Acotado en algunas de sus líneas de fuerza el núcleo de la doctrina de las Ideas


podemos a partir de aquí concentrarnos en aspectos de la filosofía platónica más
estrechamente conectados con la teoría del conocimiento.

El arranque del conocimiento o del saber se cifra en una pregunta: “¿qué es


esto?” (“¿qué es tal o qué es cual?”), y su respuesta –nos dice Platón tras la estela de
Sócrates- debe ser una ‘definición esencial’ (o una ‘definición conceptual’, pero
entendiendo entonces que el referente del concepto lo constituye la esencia). ¿En qué
consiste una definición (teniendo en cuenta que lo definido es siempre un ‘especie’, una
clase de individuos o de particulares)?

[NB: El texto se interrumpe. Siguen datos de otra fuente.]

//! backend/zstd.rs
//! Software zstd variant. Both contexts and the sequence producer are one
//! handle, so they are created and released together.
use std::sync::Arc;

use super::session::{Session, Teardown};
use super::{BackendKind, ZipperBackend};
use crate::config::CodecConfig;
use crate::native::{zstd as native_zstd, Device, Direction, EntryPoint, Transfer, ZstdContexts};
use crate::types::Result;

const CODEC: &str = "zstd";

pub struct ZstdBackend {
    retry_count: u32,
    session: Session<ZstdContexts>,
}

impl ZstdBackend {
    pub fn new(config: &CodecConfig, device: &Arc<Device>) -> Result<Self> {
        config.validate()?;
        let ctx = ZstdContexts::setup(device, config.mode, config.level)
            .map_err(|s| s.into_error(CODEC))?;
        Ok(Self { retry_count: config.retry_count, session: Session::open(CODEC, ctx) })
    }
}

impl ZipperBackend for ZstdBackend {
    fn kind(&self) -> BackendKind {
        BackendKind::Software
    }

    fn codec_name(&self) -> &'static str {
        CODEC
    }

    fn is_valid(&self) -> bool {
        self.session.is_valid()
    }

    /// Independent of the contexts.
    fn max_compressed_size(&self, len: usize) -> Result<usize> {
        self.session.ensure_valid()?;
        Ok(native_zstd::max_compressed_size(len))
    }

    fn invoke(
        &mut self,
        direction: Direction,
        entry: EntryPoint,
        src: &[u8],
        dst: &mut [u8],
    ) -> Result<Transfer> {
        let retry = self.retry_count;
        self.session.with_handle(|ctx| {
            match direction {
                Direction::Compress => ctx.compress(entry, src, dst, retry),
                Direction::Decompress => ctx.decompress(entry, src, dst, retry),
            }
            .map_err(|s| s.into_error(CODEC))
        })
    }

    fn end(&mut self) -> Result<()> {
        self.session.end()
    }

    fn teardown_handle(&self) -> Arc<dyn Teardown> {
        self.session.teardown_handle()
    }
}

En realizar dos operaciones, en primer lugar
subsumir la especie en su género próximo, en segundo lugar, tiene que señalarse cuál es
la diferencia específica, es decir, la propiedad esencial que divide al género. Así la
especie ‘hombre’ se define señalando su género próximo (‘animal’) y su diferencia
específica (‘racional’). Esta manera de encarar el asunto –siempre importante- de la
definición de los fenómenos implica una manera de entender el conocimiento
clasificatorio, el conocimiento taxonómico: a un fenómeno cualquiera le debe
corresponder una y sola esencia (necesaria, universal, etc.); ¿es esto así? Tal vez no,
pero no es el momento de discutir tan difícil cuestión, sólo diremos que tal vez cabe
responder a la pregunta por qué es tal o qué es cual sin por ello tener que aducir una
esencia (siendo ésta el referente del concepto), pero sostener tal cosa implica salirse de
la órbita del platonismo y del aristotelismo, y escapar al poderoso poder de atracción de
ambos es complicado, aunque no imposible. Un detalle más: resulta curioso y
sorprendente que alguien como Platón, que expuso una concepción del conocimiento
tan rígida como la que acabamos de reseñar, ‘explique’ puntos centrales de su doctrina a
través de símiles, alegorías, etc. (los célebres ‘mitos’ platónicos), ¿por qué procedió así?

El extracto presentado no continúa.